ダンカンへの筋違いな罵倒

「ダンカン、コノヤロー、バカヤロー、ダンカン、バカヤロー、コマネチ、バカヤロー、ダンカン、バカヤロー、コマネチ、バカヤロー、ダンカン、バカヤロー、コノヤロー、コマネチ、ダンカン、バカヤロー、コノヤロー、ダンカン、バカヤロー、ダンカン、ダンカン、コマネチ、ダンカン!!」

 

……今日、自転車に乗って帰宅するおれの頭の中をできるだけ正確に記せばこのようになる。

なぜ、おれはダンカンを罵倒していたのか。

おれが、首を傾けていたからだ。「この人はいまからビートたけしの物真似をするのではないか?」と思う人もいただろう。あるいは、「この人はビートたけしの物真似を今まさにしているのではないか?」と思う人もいたかもしれない。

ともかく、おれは首をかしげて、そのまま固定していた。

なぜ、おれは首をかしげていたのか。

首をかしげていないと、痛くてたまらないからだ。

話は今朝にさかのぼる。寝て起きたら首が痛くて回らなかったのだ……と書けば「ああ、寝違いね」で済むだろう。むしろ、おれもそれで済ませればいいと思う。

が、話は少し違う。「それ」が起きたのはシャワーを浴びている最中に起きた。滑って転びそうになったのか? 落としたものを拾おうと、変な姿勢を取ったのか? いずれも否、だ。

急に、気づいたら、首が、正確にいえば左肩から首の左側が痛くなっていた。痛いというか、左側に首を回せなくなっていた。

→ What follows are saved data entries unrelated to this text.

//! Full-cycle tests.
//!
//! Every cycle runs against `MemoryFleet` and `MemoryBuildServer`; the call
//! journals are used to check what reached the outside world and in which
//! order.

use std::sync::Arc;

use spotgrid_autoscale::{DecisionReason, Direction};
use spotgrid_core::{CycleSettings, FLEET_MARKER_TAG_KEY, FileConfig, QueuedItem};
use spotgrid_reconcile::memory::FleetOp;
use spotgrid_reconcile::*;

const MINUTE: u64 = 60_000;

fn settings(max_queued: i64, max_wait: i64, max_idle: i64, units: i64) -> CycleSettings {
    let mut config = FileConfig::scaffold("sfr-it", "us-east-1 (N. Virginia)");
    config.autoscaling.max_queued_builds = Some(max_queued);
    config.autoscaling.max_average_queue_minutes = Some(max_wait);
    config.autoscaling.max_idle_instances = Some(max_idle);
    config.autoscaling.max_units_per_scale = Some(units);
    config.validate().unwrap()
}

struct Harness {
    runner: CycleRunner,
    fleet: Arc<MemoryFleet>,
    server: Arc<MemoryBuildServer>,
}

impl Harness {
    fn new(world: World, settings: CycleSettings) -> Self {
        let fleet = Arc::new(MemoryFleet::new(world.fleet));
        let server = Arc::new(MemoryBuildServer::new(world.server));
        let runner = CycleRunner::new(
            settings,
            Collaborators::in_memory(fleet.clone(), server.clone()),
        );
        Self {
            runner,
            fleet,
            server,
        }
    }

    async fn world(&self) -> World {
        World {
            fleet: self.fleet.snapshot().await,
            server: self.server.snapshot().await,
        }
    }
}

fn dns(i: u32) -> String {
    format!("ip-10-0-0-{i}.ec2.internal")
}

/// `count` instances with two agents each; instances in `busy` have one
/// busy agent.
fn fleet_of(count: u32, busy: &[u32]) -> World {
    let mut world = World::new("sfr-it");
    world.fleet.target_capacity = count;
    let mut agent_id = 0;
    for i in 1..=count {
        world.fleet.add_instance(&format!("i-{i}"), &dns(i));
        agent_id += 1;
        world.server.add_agent(agent_id, &dns(i), busy.contains(&i));
        agent_id += 1;
        world
            .server
            .add_agent(agent_id, &format!("{} (2)", dns(i)), false);
    }
    world
}

fn queued(started_minutes_ago: &[u64], now_ms: u64) -> Vec<QueuedItem> {
    started_minutes_ago
        .iter()
        .enumerate()
        .map(|(n, ago)| QueuedItem {
            result_key: format!("PROJ-PLAN-{n}"),
            started_at_ms: now_ms - ago * MINUTE,
        })
        .collect()
}

#[tokio::test]
async fn idle_excess_terminates_two_and_removes_their_agents() {
    // 10 agents over 5 instances, 3 instances fully idle.
    let world = fleet_of(5, &[1, 2]);
    let h = Harness::new(world, settings(3, 5, 2, 2));

    let report = h.runner.run_cycle(0).await;
    let decision = report.decision.as_ref().unwrap();
    assert_eq!(decision.direction, Direction::ScaleDown);
    assert_eq!(decision.reason, DecisionReason::IdleExcess);
    assert_eq!(decision.new_capacity, 3);
    assert_eq!(decision.terminate, vec!["i-3".to_string(), "i-4".to_string()]);

    let fleet_calls = h.fleet.journal().await;
    let terminate = fleet_calls.iter().position(|e| e == "terminate i-3,i-4").unwrap();
    let modify = fleet_calls.iter().position(|e| e == "modify 3").unwrap();
    assert!(terminate < modify);
    assert!(fleet_calls.iter().any(|e| e == &format!("tag i-1,i-2,i-5 {FLEET_MARKER_TAG_KEY}")));

    let teardown = report.teardown.as_ref().unwrap();
    assert_eq!(teardown.removed, vec![5, 6, 7, 8]);
    let world = h.world().await;
    assert_eq!(world.server.agents.len(), 6);
    assert_eq!(world.fleet.target_capacity, 3);
}

#[tokio::test]
async fn average_wait_drives_scale_up() {
    let now = 60 * MINUTE;

    // Waits of 1 and 7 minutes average to 4: below the threshold.
    let mut world = fleet_of(5, &[1, 2, 3, 4, 5]);
    world.server.queue = queued(&[1, 7], now);
    let h = Harness::new(world, settings(3, 5, 2, 2));
    let report = h.runner.run_cycle(now).await;
    assert_eq!(report.decision.as_ref().unwrap().direction, Direction::NoOp);
    assert!(report.status(Phase::ApplyCapacity).unwrap().is_skipped());
    assert!(!h.fleet.journal().await.iter().any(|e| e.starts_with("modify")));

    // A third item waiting 10 minutes lifts the average to 6.
    let mut world = fleet_of(5, &[1, 2, 3, 4, 5]);
    world.server.queue = queued(&[1, 7, 10], now);
    let h = Harness::new(world, settings(3, 5, 2, 2));
    let report = h.runner.run_cycle(now).await;
    let decision = report.decision.as_ref().unwrap();
    assert_eq!(decision.direction, Direction::ScaleUp);
    assert_eq!(decision.reason, DecisionReason::QueueWait);
    assert_eq!(decision.new_capacity, 7);
    assert_eq!(h.fleet.snapshot().await.target_capacity, 7);
}

#[tokio::test]
async fn lagging_active_capacity_holds_target() {
    let now = 30 * MINUTE;
    let mut world = fleet_of(5, &[1, 2, 3, 4, 5]);
    world.fleet.target_capacity = 8;
    world.server.queue = queued(&[1, 1, 1, 1], now);
    let h = Harness::new(world, settings(3, 5, 2, 2));

    let report = h.runner.run_cycle(now).await;
    assert_eq!(report.decision.as_ref().unwrap().new_capacity, 8);
    assert!(!h.fleet.journal().await.iter().any(|e| e.starts_with("modify")));
}

#[tokio::test]
async fn license_limits_growth() {
    let now = 30 * MINUTE;
    let mut world = fleet_of(2, &[1, 2]);
    // Two agents per instance; one more instance fits, two do not.
    world.server.license_limit = Some(3);
    world.server.queue = queued(&[1, 1, 1, 1], now);
    let h = Harness::new(world, settings(3, 5, 2, 2));

    let report = h.runner.run_cycle(now).await;
    assert_eq!(report.decision.as_ref().unwrap().new_capacity, 3);
}

#[tokio::test]
async fn disabled_autoscaling_touches_nothing() {
    let now = 90 * MINUTE;
    let mut world = fleet_of(4, &[]);
    world.server.queue = queued(&[30, 40, 50, 60, 70], now);
    let mut config = FileConfig::scaffold("sfr-it", "us-east-1");
    config.autoscaling.enabled = false;
    let h = Harness::new(world, config.validate().unwrap());

    let report = h.runner.run_cycle(now).await;
    assert!(report.decision.is_none());
    let calls = h.fleet.journal().await;
    assert!(!calls.iter().any(|e| e.starts_with("modify") || e.starts_with("terminate")));
}

#[tokio::test]
async fn foreign_agents_survive_and_stale_work_is_aborted_first() {
    let mut world = fleet_of(1, &[1]);
    // Left over from an instance terminated in an earlier cycle.
    world.server.add_agent(50, "ip-10-9-9-9.ec2.internal", true);
    world.server.add_running("PROJ-PLAN-JOB1-42", 50);
    // Not part of the fleet, and its name matches no instance.
    world.server.add_agent(60, "mac-builder-01", false);
    world.server.add_agent(61, "ip-10-9-9-9.corp.example", false);
    let h = Harness::new(world, settings(3, 5, 2, 2));

    let report = h.runner.run_cycle(0).await;
    let teardown = report.teardown.as_ref().unwrap();
    assert_eq!(teardown.removed, vec![50]);
    assert_eq!(teardown.foreign_retained, 2);

    assert_eq!(
        h.server.journal().await,
        vec!["abort PROJ-PLAN-JOB1-42", "remove 50"]
    );
    let ids: Vec<_> = h.world().await.server.agents.iter().map(|a| a.id).collect();
    assert!(ids.contains(&60) && ids.contains(&61));
}

#[tokio::test]
async fn timed_out_removal_is_retried_next_cycle() {
    let mut world = fleet_of(1, &[1]);
    world.server.add_agent(70, "ip-10-8-8-8.ec2.internal", false);
    world.server.add_agent(71, "ip-10-8-8-9.ec2.internal", false);
    world.server.removal_timeouts.insert(70);
    let h = Harness::new(world, settings(3, 5, 2, 2));

    let report = h.runner.run_cycle(0).await;
    let teardown = report.teardown.as_ref().unwrap();
    assert_eq!(teardown.removed, vec![71]);
    assert_eq!(teardown.failed, vec![70]);

    // Next cycle, the registry answers in time.
    let mut world = h.world().await;
    world.server.removal_timeouts.clear();
    let h = Harness::new(world, settings(3, 5, 2, 2));
    let report = h.runner.run_cycle(0).await;
    assert_eq!(report.teardown.as_ref().unwrap().removed, vec![70]);
}

#[tokio::test]
async fn fleet_cancelled_only_when_queue_empty() {
    let mut config = FileConfig::scaffold("sfr-it", "us-east-1");
    config.fleet.terminate_when_idle = true;
    let settings = config.validate().unwrap();

    let mut world = fleet_of(2, &[]);
    world.server.queue = queued(&[0], 0);
    let h = Harness::new(world, settings.clone());
    let report = h.runner.run_cycle(0).await;
    assert!(report.status(Phase::CancelFleet).unwrap().is_skipped());
    assert!(h.fleet.snapshot().await.state.contains("active"));

    let h = Harness::new(fleet_of(2, &[]), settings);
    let report = h.runner.run_cycle(0).await;
    assert!(report.status(Phase::CancelFleet).unwrap().is_success());
    assert!(h.fleet.journal().await.iter().any(|e| e == "cancel sfr-it"));
    assert!(h.fleet.snapshot().await.instances.is_empty());
}

#[tokio::test]
async fn authorization_failure_on_modify_does_not_stop_agent_teardown() {
    let now = 30 * MINUTE;
    let mut world = fleet_of(2, &[1, 2]);
    world.server.queue = queued(&[1, 1, 1, 1], now);
    world.server.add_agent(90, "ip-10-7-7-7.ec2.internal", false);
    world.fleet.failures.insert(
        FleetOp::Modify,
        FleetApiError::from_service_code("UnauthorizedOperation", "ec2:ModifySpotFleetRequest"),
    );
    let h = Harness::new(world, settings(3, 5, 2, 2));

    let report = h.runner.run_cycle(now).await;
    match report.status(Phase::ApplyCapacity).unwrap() {
        PhaseStatus::Failed { class, .. } => assert_eq!(*class, ErrorClass::Authorization),
        other => panic!("unexpected status {other:?}"),
    }
    assert_eq!(report.teardown.as_ref().unwrap().removed, vec![90]);
    assert!(report.has_failures());
}

#[tokio::test]
async fn identical_inputs_give_identical_decisions() {
    let now = 20 * MINUTE;
    let mut world = fleet_of(6, &[2, 5]);
    world.server.queue = queued(&[3, 9], now);

    let first = Harness::new(world.clone(), settings(3, 5, 2, 2));
    let second = Harness::new(world, settings(3, 5, 2, 2));
    let a = first.runner.run_cycle(now).await;
    let b = second.runner.run_cycle(now).await;
    assert_eq!(a.decision, b.decision);
    assert_eq!(first.fleet.journal().await, second.fleet.journal().await);
}

#[tokio::test]
async fn report_serializes_to_json() {
    let h = Harness::new(fleet_of(5, &[1, 2]), settings(3, 5, 2, 2));
    let report = h.runner.run_cycle(0).await;

    let json = serde_json::to_value(&report).unwrap();
    assert_eq!(json["fleet_id"], "sfr-it");
    assert_eq!(json["decision"]["direction"], "scale_down");
    assert_eq!(json["phases"][0]["phase"], "gather");
    assert_eq!(json["phases"][0]["status"], "succeeded");
}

あまりに予兆というか、きっかけがなかったものだから、おれは脳梗塞かなにかの前兆じゃないかと不安になった。が、声も出せるし、痺れとか麻痺というものでもない。ともかく、筋を違えたのだ。変な姿勢のまま身体を拭き、とりあえずフェルビナク配合の塗り薬を塗った。

 

 ゼノールエクサムとかいう小倉の2勝クラスの特別レースを走ってそうな名前の薬だ。とりあえず、ほかにすべはない。

出社。自転車のちょっとした段差でも痛みが走る。

仕事中。おれはiMacの前で一日を過ごす。首の角度さえ間違えなければ問題ない。とはいえ、トイレに行くときなど、奇妙なカニ歩きをするはめになった。

ムカつくほどに首が痛い。

怒りと言っていい。

おれはこのまま、帰りにスーパーに寄って蒸し野菜の材料を買わなければならないのか? ……そうなのだ。

怒りに燃えたおれは、なにか湿布薬が必要だと思えた。首を一定方向に傾けていると、別の箇所が凝る。腰も痛くなる。湿布だ、湿布!

というわけで、おれはスーパー近くの薬局で、一番高いっぽいフェイタスを買った。フェイタスといえば、香取慎吾がCMをやっていたと思うが、今はどうなっているのかしらない。

 

 

ともかく、おれはフェイタスの湿布を買った。フェイタスジクサスという函館の芝2600mを走ってそうな名前の湿布を買った。

不自然に首を傾けたままレジに向かったので、レジの人は「この人は寝違えたのだろう」と思ったことだろう。いや、違うのだが。

そしておれは、スーパーで買物をした。わりと重い買い物になった。不思議なことに、買い物袋を持つとき、痛みのある側の左手より、右手で持つときのほうが痛い。

そしておれは……。

「ダンカン、バカヤロー、コマネチ、バカヤロー、ダンカン、ダンカン、バカヤロー、コマネチ、コノヤロー、ダンカン、コノヤロー、ダンカンコノヤロー、ダンカン、バカヤロー、コマネチ、ダンカン、ダンカン、バカヤロー、コノヤロー、ダンカン、コノヤロー」

と痛みに呪詛を浴びせながら帰宅したのであった。

ダンカンは本件についてなにも悪くない。とんだとばっちりだ。

しかしまあ、全国でビートたけしの物真似をする人間から「バカヤロー」と言われ続けてきたのだ。そんな人間ほかにいるだろうか。

いや、いるか。たとえば、ジャンケンのたびに「頭がパー」と言われ続けたいかりや長介のほうが上かもしれない。

いや、上も下もない。

おれは今なお、右側に首を傾けながら、これを打っている。

ビートたけしの顔がどちらに傾いているか、おれはしらない。